Your instructions
Write out, character for character, the line containing "-> Result<Json<Vec<ActiveDelivery>>, DispatchError>" and all lines after it up to the end of the listing.

=== Begin Enclosure ===

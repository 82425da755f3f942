pub mod orders;
pub mod partners;
pub mod ws;

use std::sync::Arc;

use axum::extract::State;
use axum::http::StatusCode;
use axum::response::IntoResponse;
use axum::routing::get;
use axum::Json;
use axum::Router;
use serde::Serialize;
use tower_http::cors::CorsLayer;

use crate::auth::ActingIdentity;
use crate::engine::relay::{self, ActiveDelivery};
use crate::error::DispatchError;
use crate::state::AppState;

pub fn router(state: Arc<AppState>) -> Router {
    Router::new()
        .merge(orders::router())
        .merge(partners::router())
        .route("/admin/active-deliveries", get(active_deliveries))
        .route("/health", get(health))
        .route("/metrics", get(metrics))
        .route("/ws/partner", get(ws::partner_ws))
        .route("/ws/track/:order_id", get(ws::track_ws))
        .route("/ws/admin", get(ws::admin_ws))
        .layer(CorsLayer::permissive())
        .with_state(state)
}

#[derive(Serialize)]
struct HealthResponse {
    status: &'static str,
    orders: usize,
    assignments: usize,
    partners: usize,
    online: usize,
}

async fn health(State(state): State<Arc<AppState>>) -> Json<HealthResponse> {
    Json(HealthResponse {
        status: "ok",
        orders: state.orders.len(),
        assignments: state.assignments.len(),
        partners: state.partners.len(),
        online: state.registry.online_count(),
    })
}

async fn metrics(State(state): State<Arc<AppState>>) -> impl IntoResponse {
    match state.metrics.encode() {
        Ok(body) => (
            StatusCode::OK,
            [("content-type", "text/plain; version=0.0.4; charset=utf-8")],
            body,
        )
            .into_response(),
        Err(err) => (StatusCode::INTERNAL_SERVER_ERROR, err).into_response(),
    }
}

async fn active_deliveries(
    State(state): State<Arc<AppState>>,
    identity: ActingIdentity,
) -> Result<Json<Vec<ActiveDelivery>>, DispatchError> {
    if !identity.is_admin() {
        return Err(DispatchError::Unauthorized);
    }

    Ok(Json(relay::active_deliveries(&state)))
}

=== End Enclosure ===

Task output
) -> Result<Json<Vec<ActiveDelivery>>, DispatchError> {
    if !identity.is_admin() {
        return Err(DispatchError::Unauthorized);
    }

    Ok(Json(relay::active_deliveries(&state)))
}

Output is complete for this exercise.